Number of servings: 2
Preparation time: 45 minutes

INGREDIENTS

Crepes:

  • 1 cup flour
  • ½ cup sparkling water
  • 1 egg
  • A pinch of salt
  • Oil for frying

Filling:

  • 500 g ground beef
  • 1 onion
  • 1 carrot
  • 1 stalk celery
  • 1 teaspoon oregano
  • 1 tablespoon olive oil
  • 1 clove garlic
  • Salt to taste
  • 1 jar tomato paste
  • 150 g grated cheese

Sauce:

  • 1 can chopped tomatoes
  • 1 clove garlic
  • 1 tablespoon olive oil
  • 1 teaspoon sweet paprika
  • A pinch of sugar
  • A pinch of hot paprika
  • Salt to taste

PREPARING

  1. Prepare the crepe batter: Mix all the crepe ingredients together. If the batter is too thick, add a little more water. Fry thin crepes – you should get about 4 from this amount.
  2. Chop the vegetables: Finely dice the onion, celery, and carrot.
  3. Cook the filling: Heat the olive oil in a pan and add the chopped vegetables. Sauté briefly, then add the ground beef and a pinch of salt. Once the meat is cooked through, add the tomato paste and oregano. Mix well until combined. Set aside.
  4. Prepare the sauce: In a separate pan, heat olive oil and add pressed garlic. Pour in the canned tomatoes and stir.
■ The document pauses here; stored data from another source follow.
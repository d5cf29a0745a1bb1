use crate::{Entity, SocialGraph};
use ndarray::Array2;
use std::collections::HashMap;

/// Follower and followee incidence rows for `users` over the nodes of a
/// follow graph.
///
/// Returns `(followers, followees)`, both `users.len() × follow_graph.node_count()`,
/// columns in the follow graph's node order. `followers[i, j] = 1` when node `j`
/// follows `users[i]`; `followees[i, j] = 1` when `users[i]` follows node `j`.
/// An undirected follow graph makes the two identical.
pub fn follow_features(follow_graph: &SocialGraph, users: &[Entity]) -> (Array2<f64>, Array2<f64>) {
    let columns: HashMap<&Entity, usize> = follow_graph
        .nodes()
        .enumerate()
        .map(|(i, e)| (e, i))
        .collect();
    let rows: HashMap<&Entity, usize> = users.iter().enumerate().map(|(i, e)| (e, i)).collect();

    let shape = (users.len(), columns.len());
    let mut followers = Array2::zeros(shape);
    let mut followees = Array2::zeros(shape);

    let mut mark = |from: &Entity, to: &Entity| {
        if let (Some(&row), Some(&col)) = (rows.get(to), columns.get(from)) {
            followers[[row, col]] = 1.0;
        }
        if let (Some(&row), Some(&col)) = (rows.get(from), columns.get(to)) {
            followees[[row, col]] = 1.0;
        }
    };
    for (u, v, _) in follow_graph.edges() {
        mark(u, v);
        if !follow_graph.is_directed() {
            mark(v, u);
        }
    }

    (followers, followees)
}
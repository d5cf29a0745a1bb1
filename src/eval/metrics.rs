//! Ranking metrics over experiment reports.
//!
//! | Metric | Function |
//! |--------|----------|
//! | precision/recall at k, per user | [`precision_recall_at`] |
//! | averaged precision/recall per cutoff | [`precision_recall_curve`] |
//! | ROC point at k, per user | [`roc_point_at`] |
//! | averaged ROC points per cutoff | [`roc_curve`] |
//! | area under a curve | [`auc`] |
//! | mean average precision | [`mean_average_precision`] |
//!
//! Users with an empty recommendation or ground-truth list yield NaN, and
//! NaN values are left out of every average.

use super::report::{RecommendationRecord, Report};
use crate::{Entity, EntityKind};
use std::collections::HashSet;

fn hits(recommended: &[Entity], groundtruth: &[Entity]) -> usize {
    let truth: HashSet<&Entity> = groundtruth.iter().collect();
    recommended
        .iter()
        .collect::<HashSet<&Entity>>()
        .intersection(&truth)
        .count()
}

/// `(precision, recall)` of the first `k` recommendations (all with `None`)
/// for every record, NaN when either list is empty.
pub fn precision_recall_at(report: &Report, k: Option<usize>) -> Vec<(f64, f64)> {
    report
        .recommendation
        .iter()
        .map(|record| {
            let recommended = truncated(&record.recommended, k);
            if recommended.is_empty() || record.groundtruth.is_empty() {
                return (f64::NAN, f64::NAN);
            }
            let correct = hits(recommended, &record.groundtruth) as f64;
            (
                correct / recommended.len() as f64,
                correct / record.groundtruth.len() as f64,
            )
        })
        .collect()
}

fn truncated(list: &[Entity], k: Option<usize>) -> &[Entity] {
    match k {
        Some(k) => &list[..k.min(list.len())],
        None => list,
    }
}

/// Mean of the non-NaN values; NaN when there are none.
pub fn average(values: impl IntoIterator<Item = f64>) -> f64 {
    let (sum, count) = values
        .into_iter()
        .filter(|v| !v.is_nan())
        .fold((0.0, 0usize), |(s, c), v| (s + v, c + 1));
    if count == 0 {
        f64::NAN
    } else {
        sum / count as f64
    }
}

/// Averaged precision and recall for each cutoff in `ranks`.
pub fn precision_recall_curve(report: &Report, ranks: &[usize]) -> (Vec<f64>, Vec<f64>) {
    ranks
        .iter()
        .map(|&k| {
            let pairs = precision_recall_at(report, Some(k));
            (
                average(pairs.iter().map(|p| p.0)),
                average(pairs.iter().map(|p| p.1)),
            )
        })
        .unzip()
}

fn repository_count(entities: &[Entity]) -> usize {
    entities
        .iter()
        .filter(|e| e.is_a(EntityKind::Repository))
        .count()
}

/// `(false positive rate, true positive rate)` of the first `k`
/// recommendations of every record.
///
/// Positives are the record's ground-truth repositories; negatives are the
/// repositories of the report's universe (`repo_count`) that the user neither
/// trained on nor holds in the ground truth. Neighbors of other kinds, such
/// as followed users, count as neither. A record without positives or
/// negatives yields NaN.
pub fn roc_point_at(report: &Report, k: Option<usize>) -> Vec<(f64, f64)> {
    report
        .recommendation
        .iter()
        .map(|record| {
            let positives = repository_count(&record.groundtruth);
            let known = repository_count(&record.training) + positives;
            let negatives = report.repo_count.saturating_sub(known);
            if positives == 0 || negatives == 0 {
                return (f64::NAN, f64::NAN);
            }
            let recommended = truncated(&record.recommended, k);
            let correct = hits(recommended, &record.groundtruth);
            let false_positives = recommended.len() - correct;
            (
                false_positives as f64 / negatives as f64,
                correct as f64 / positives as f64,
            )
        })
        .collect()
}

/// Per-user ROC points averaged for each cutoff in `ranks`, starting at
/// `(0, 0)`.
pub fn roc_curve(report: &Report, ranks: &[usize]) -> Vec<(f64, f64)> {
    let mut points = vec![(0.0, 0.0)];
    for &k in ranks {
        let per_user = roc_point_at(report, Some(k));
        points.push((
            average(per_user.iter().map(|p| p.0)),
            average(per_user.iter().map(|p| p.1)),
        ));
    }
    points
}

/// Trapezoidal area under `points`, taken in ascending `x` order.
pub fn auc(points: &[(f64, f64)]) -> f64 {
    let mut sorted = points.to_vec();
    sorted.sort_by(|a, b| a.0.total_cmp(&b.0).then(a.1.total_cmp(&b.1)));
    sorted
        .windows(2)
        .map(|w| (w[1].0 - w[0].0) * (w[1].1 + w[0].1) / 2.0)
        .sum()
}

/// Average precision of one record: the mean of precision@i over the ranks
/// `i` holding a ground-truth repository, normalized by the number of hits
/// the list could have had. NaN when either list is empty.
pub fn average_precision(record: &RecommendationRecord) -> f64 {
    if record.recommended.is_empty() || record.groundtruth.is_empty() {
        return f64::NAN;
    }
    let truth: HashSet<&Entity> = record.groundtruth.iter().collect();
    let mut correct = 0usize;
    let mut total = 0.0;
    for (i, entity) in record.recommended.iter().enumerate() {
        if truth.contains(entity) {
            correct += 1;
            total += correct as f64 / (i + 1) as f64;
        }
    }
    let attainable = record.groundtruth.len().min(record.recommended.len());
    total / attainable as f64
}

/// Mean of [`average_precision`] over the report's records.
pub fn mean_average_precision(report: &Report) -> f64 {
    average(report.recommendation.iter().map(average_precision))
}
Season with sweet paprika, hot paprika, sugar, and salt. Let it simmer for a few minutes.
  5. Assemble the dish: Fill each crepe with the meat mixture and roll them up. Place the filled crepes in a baking dish, pour the tomato sauce over them, and sprinkle with grated cheese.
  6. Bake: Bake in a preheated oven for about 10–15 minutes until the cheese is melted and slightly golden.